[Stored data]
+ + +

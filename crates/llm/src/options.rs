//! Prompt options
//!
//! Options accepted by every prompting mode: system instructions, prior
//! turns, the tool catalogue, forced tool selection, and a per-chunk content
//! callback for providers that stream internally.

use std::sync::Arc;

use duplex_core::{ToolDescriptor, Turn};
use duplex_tools::Tool;

/// Callback invoked with each content delta as the provider produces it.
pub type ContentCallback = Arc<dyn Fn(&str) + Send + Sync>;

#[derive(Clone, Default)]
pub struct PromptOptions {
    pub system_prompt: Option<String>,
    /// Prior conversation turns, earliest first.
    pub history: Vec<Turn>,
    /// Executable tools. Streaming hosts execute these themselves; legacy
    /// providers run the tool loop internally.
    pub tools: Vec<Arc<dyn Tool>>,
    /// Require the provider to answer with a tool call.
    pub forced_tools: bool,
    pub on_content: Option<ContentCallback>,
}

impl PromptOptions {
    pub fn new() -> Self {
        Self::default()
    }

    pub fn with_system_prompt(mut self, prompt: impl Into<String>) -> Self {
        self.system_prompt = Some(prompt.into());
        self
    }

    pub fn with_history(mut self, history: Vec<Turn>) -> Self {
        self.history = history;
        self
    }

    pub fn with_tools(mut self, tools: Vec<Arc<dyn Tool>>) -> Self {
        self.tools = tools;
        self
    }

    pub fn with_forced_tools(mut self) -> Self {
        self.forced_tools = true;
        self
    }

    pub fn with_content_callback<F>(mut self, callback: F) -> Self
    where
        F: Fn(&str) + Send + Sync + 'static,
    {
        self.on_content = Some(Arc::new(callback));
        self
    }

    /// The wire-facing tool catalogue.
    pub fn tool_descriptors(&self) -> Vec<ToolDescriptor> {
        self.tools.iter().map(|tool| tool.descriptor()).collect()
    }

    /// Invoke the content callback, if one is installed.
    pub fn emit_content(&self, text: &str) {
        if let Some(callback) = &self.on_content {
            callback(text);
        }
    }
}

impl std::fmt::Debug for PromptOptions {
    fn fmt(&self, f: &mut std::fmt::Formatter<'_>) -> std::fmt::Result {
        f.debug_struct("PromptOptions")
            .field("system_prompt", &self.system_prompt)
            .field("history", &self.history.len())
            .field("tools", &self.tools.iter().map(|t| t.name()).collect::<Vec<_>>())
            .field("forced_tools", &self.forced_tools)
            .field("on_content", &self.on_content.is_some())
            .finish()
    }
}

+ + +

Work to complete >> Match on "ContentCallback" and report each line of the data above that has it.

Result >>
pub type ContentCallback = Arc<dyn Fn(&str) + Send + Sync>;
    pub on_content: Option<ContentCallback>,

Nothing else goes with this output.